Below is a listing; return it in full, exactly as it appears.

Task data:

>>

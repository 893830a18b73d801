//! Real-time connection settings.

use serde::{Deserialize, Serialize};

/// Real-time (WebSocket) connection configuration.
#[derive(Debug, Clone, Serialize, Deserialize)]
pub struct RealtimeConfig {
    /// Per-connection outbound queue depth. When a client cannot keep up,
    /// further events for that connection are dropped rather than buffered
    /// unboundedly.
    #[serde(default = "default_channel_buffer")]
    pub channel_buffer_size: usize,
}

impl Default for RealtimeConfig {
    fn default() -> Self {
        Self {
            channel_buffer_size: default_channel_buffer(),
        }
    }
}

fn default_channel_buffer() -> usize {
    256
}
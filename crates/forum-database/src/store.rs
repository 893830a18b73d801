//! The narrow persistence interface the rest of the application sees.
//!
//! Every operation the core issues against the document store goes through
//! one of these traits. The PostgreSQL repositories and the in-memory store
//! implement the same seam, so components and their tests are backed
//! interchangeably.

use async_trait::async_trait;
use chrono::{DateTime, Utc};

use forum_core::result::AppResult;
use forum_core::types::{SessionId, UserId};
use forum_entity::account::Account;
use forum_entity::ephemeral::{EphemeralKind, EphemeralRecord};
use forum_entity::session::SessionRecord;
use forum_entity::setting::ForumSetting;

/// Account persistence operations.
#[async_trait]
pub trait AccountStore: Send + Sync {
    /// Find an account by its primary key.
    async fn find_by_id(&self, id: UserId) -> AppResult<Option<Account>>;

    /// Find an account by username.
    async fn find_by_username(&self, username: &str) -> AppResult<Option<Account>>;

    /// Find accounts whose `premium_expiry` is strictly before `now`.
    ///
    /// Already-reconciled accounts still match; callers decide per account
    /// whether a rewrite is needed.
    async fn find_premium_expired(&self, now: DateTime<Utc>) -> AppResult<Vec<Account>>;

    /// Count all accounts.
    async fn count_all(&self) -> AppResult<u64>;

    /// Insert a new account.
    async fn insert(&self, account: &Account) -> AppResult<()>;

    /// Persist an updated account, bumping its revision marker. Returns the
    /// stored version.
    async fn save(&self, account: &Account) -> AppResult<Account>;
}

/// Forum setting persistence operations.
#[async_trait]
pub trait SettingStore: Send + Sync {
    /// Find a setting by key.
    async fn find_by_key(&self, key: &str) -> AppResult<Option<ForumSetting>>;

    /// Insert a setting only if no document with its key exists.
    ///
    /// Never overwrites an existing value. Returns `true` if the insert
    /// happened.
    async fn insert_if_absent(&self, setting: &ForumSetting) -> AppResult<bool>;

    /// Count all settings.
    async fn count_all(&self) -> AppResult<u64>;
}

/// Session persistence operations.
#[async_trait]
pub trait SessionStore: Send + Sync {
    /// Insert a new session record.
    async fn insert(&self, session: &SessionRecord) -> AppResult<()>;

    /// Find a session by its opaque identifier.
    async fn find_by_id(&self, id: SessionId) -> AppResult<Option<SessionRecord>>;

    /// Persist a touched session (rolling expiry, last activity).
    async fn save(&self, session: &SessionRecord) -> AppResult<()>;

    /// Delete sessions whose expiry has passed. Returns the number removed.
    async fn delete_expired(&self, now: DateTime<Utc>) -> AppResult<u64>;
}

/// Ephemeral record persistence operations.
#[async_trait]
pub trait EphemeralStore: Send + Sync {
    /// Append a record.
    async fn insert(&self, record: &EphemeralRecord) -> AppResult<()>;

    /// Delete all records of `kind` created strictly before `cutoff`, as a
    /// single bulk predicate. Returns the number removed.
    async fn delete_older_than(
        &self,
        kind: EphemeralKind,
        cutoff: DateTime<Utc>,
    ) -> AppResult<u64>;

    /// Count records of a kind.
    async fn count_by_kind(&self, kind: EphemeralKind) -> AppResult<u64>;

    /// List records of a kind, oldest first.
    async fn find_by_kind(&self, kind: EphemeralKind) -> AppResult<Vec<EphemeralRecord>>;
}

<<

Response to this exercise:
repository 893830a18b73d801
//! Real-time connection settings.

use serde::{Deserialize, Serialize};

/// Real-time (WebSocket) connection configuration.
#[derive(Debug, Clone, Serialize, Deserialize)]
pub struct RealtimeConfig {
    /// Per-connection outbound queue depth. When a client cannot keep up,
    /// further events for that connection are dropped rather than buffered
    /// unboundedly.
    #[serde(default = "default_channel_buffer")]
    pub channel_buffer_size: usize,
}

impl Default for RealtimeConfig {
    fn default() -> Self {
        Self {
            channel_buffer_size: default_channel_buffer(),
        }
    }
}

fn default_channel_buffer() -> usize {
    256
}
filename crates/forum-database/src/store.rs
repository 893830a18b73d801
//! The narrow persistence interface the rest of the application sees.
//!
//! Every operation the core issues against the document store goes through
//! one of these traits. The PostgreSQL repositories and the in-memory store
//! implement the same seam, so components and their tests are backed
//! interchangeably.

use async_trait::async_trait;
use chrono::{DateTime, Utc};

use forum_core::result::AppResult;
use forum_core::types::{SessionId, UserId};
use forum_entity::account::Account;
use forum_entity::ephemeral::{EphemeralKind, EphemeralRecord};
use forum_entity::session::SessionRecord;
use forum_entity::setting::ForumSetting;

/// Account persistence operations.
#[async_trait]
pub trait AccountStore: Send + Sync {
    /// Find an account by its primary key.
    async fn find_by_id(&self, id: UserId) -> AppResult<Option<Account>>;

    /// Find an account by username.
    async fn find_by_username(&self, username: &str) -> AppResult<Option<Account>>;

    /// Find accounts whose `premium_expiry` is strictly before `now`.
    ///
    /// Already-reconciled accounts still match; callers decide per account
    /// whether a rewrite is needed.
    async fn find_premium_expired(&self, now: DateTime<Utc>) -> AppResult<Vec<Account>>;

    /// Count all accounts.
    async fn count_all(&self) -> AppResult<u64>;

    /// Insert a new account.
    async fn insert(&self, account: &Account) -> AppResult<()>;

    /// Persist an updated account, bumping its revision marker. Returns the
    /// stored version.
    async fn save(&self, account: &Account) -> AppResult<Account>;
}

/// Forum setting persistence operations.
#[async_trait]
pub trait SettingStore: Send + Sync {
    /// Find a setting by key.
    async fn find_by_key(&self, key: &str) -> AppResult<Option<ForumSetting>>;

    /// Insert a setting only if no document with its key exists.
    ///
    /// Never overwrites an existing value. Returns `true` if the insert
    /// happened.
    async fn insert_if_absent(&self, setting: &ForumSetting) -> AppResult<bool>;

    /// Count all settings.
    async fn count_all(&self) -> AppResult<u64>;
}

/// Session persistence operations.
#[async_trait]
pub trait SessionStore: Send + Sync {
    /// Insert a new session record.
    async fn insert(&self, session: &SessionRecord) -> AppResult<()>;

    /// Find a session by its opaque identifier.
    async fn find_by_id(&self, id: SessionId) -> AppResult<Option<SessionRecord>>;

    /// Persist a touched session (rolling expiry, last activity).
    async fn save(&self, session: &SessionRecord) -> AppResult<()>;

    /// Delete sessions whose expiry has passed. Returns the number removed.
    async fn delete_expired(&self, now: DateTime<Utc>) -> AppResult<u64>;
}

/// Ephemeral record persistence operations.
#[async_trait]
pub trait EphemeralStore: Send + Sync {
    /// Append a record.
    async fn insert(&self, record: &EphemeralRecord) -> AppResult<()>;

    /// Delete all records of `kind` created strictly before `cutoff`, as a
    /// single bulk predicate. Returns the number removed.
    async fn delete_older_than(
        &self,
        kind: EphemeralKind,
        cutoff: DateTime<Utc>,
    ) -> AppResult<u64>;

    /// Count records of a kind.
    async fn count_by_kind(&self, kind: EphemeralKind) -> AppResult<u64>;

    /// List records of a kind, oldest first.
    async fn find_by_kind(&self, kind: EphemeralKind) -> AppResult<Vec<EphemeralRecord>>;
}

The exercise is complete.